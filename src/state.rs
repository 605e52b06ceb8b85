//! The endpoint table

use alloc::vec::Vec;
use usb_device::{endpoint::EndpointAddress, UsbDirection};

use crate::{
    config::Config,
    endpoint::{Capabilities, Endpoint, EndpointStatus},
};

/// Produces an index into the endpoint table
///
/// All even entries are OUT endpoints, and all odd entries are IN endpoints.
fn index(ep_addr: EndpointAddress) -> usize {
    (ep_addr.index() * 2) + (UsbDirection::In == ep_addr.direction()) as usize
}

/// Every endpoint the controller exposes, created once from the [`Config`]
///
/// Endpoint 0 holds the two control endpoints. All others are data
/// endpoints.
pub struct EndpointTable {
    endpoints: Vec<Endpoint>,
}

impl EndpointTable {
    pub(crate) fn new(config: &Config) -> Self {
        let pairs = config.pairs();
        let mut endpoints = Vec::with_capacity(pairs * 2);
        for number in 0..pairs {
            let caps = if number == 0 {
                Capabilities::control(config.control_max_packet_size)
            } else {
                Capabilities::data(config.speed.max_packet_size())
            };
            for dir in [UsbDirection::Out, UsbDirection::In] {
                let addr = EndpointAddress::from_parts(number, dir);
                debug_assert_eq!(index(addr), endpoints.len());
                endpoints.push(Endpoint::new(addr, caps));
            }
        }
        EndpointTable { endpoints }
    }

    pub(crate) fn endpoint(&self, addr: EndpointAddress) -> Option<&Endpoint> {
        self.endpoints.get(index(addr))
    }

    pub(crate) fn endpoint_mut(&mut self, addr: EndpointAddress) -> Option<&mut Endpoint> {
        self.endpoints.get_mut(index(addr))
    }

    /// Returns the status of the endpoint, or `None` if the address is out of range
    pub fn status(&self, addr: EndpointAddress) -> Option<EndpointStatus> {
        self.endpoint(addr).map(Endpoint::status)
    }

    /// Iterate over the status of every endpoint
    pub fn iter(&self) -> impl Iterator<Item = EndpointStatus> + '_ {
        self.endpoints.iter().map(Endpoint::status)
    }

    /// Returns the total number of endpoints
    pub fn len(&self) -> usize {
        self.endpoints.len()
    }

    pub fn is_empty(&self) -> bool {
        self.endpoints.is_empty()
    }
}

*Work to be completed*. The response should consist only of the lines from the one containing "of every endpoint" to the end of the material above, both included.

*Task solution*.
    /// Iterate over the status of every endpoint
    pub fn iter(&self) -> impl Iterator<Item = EndpointStatus> + '_ {
        self.endpoints.iter().map(Endpoint::status)
    }

    /// Returns the total number of endpoints
    pub fn len(&self) -> usize {
        self.endpoints.len()
    }

    pub fn is_empty(&self) -> bool {
        self.endpoints.is_empty()
    }
}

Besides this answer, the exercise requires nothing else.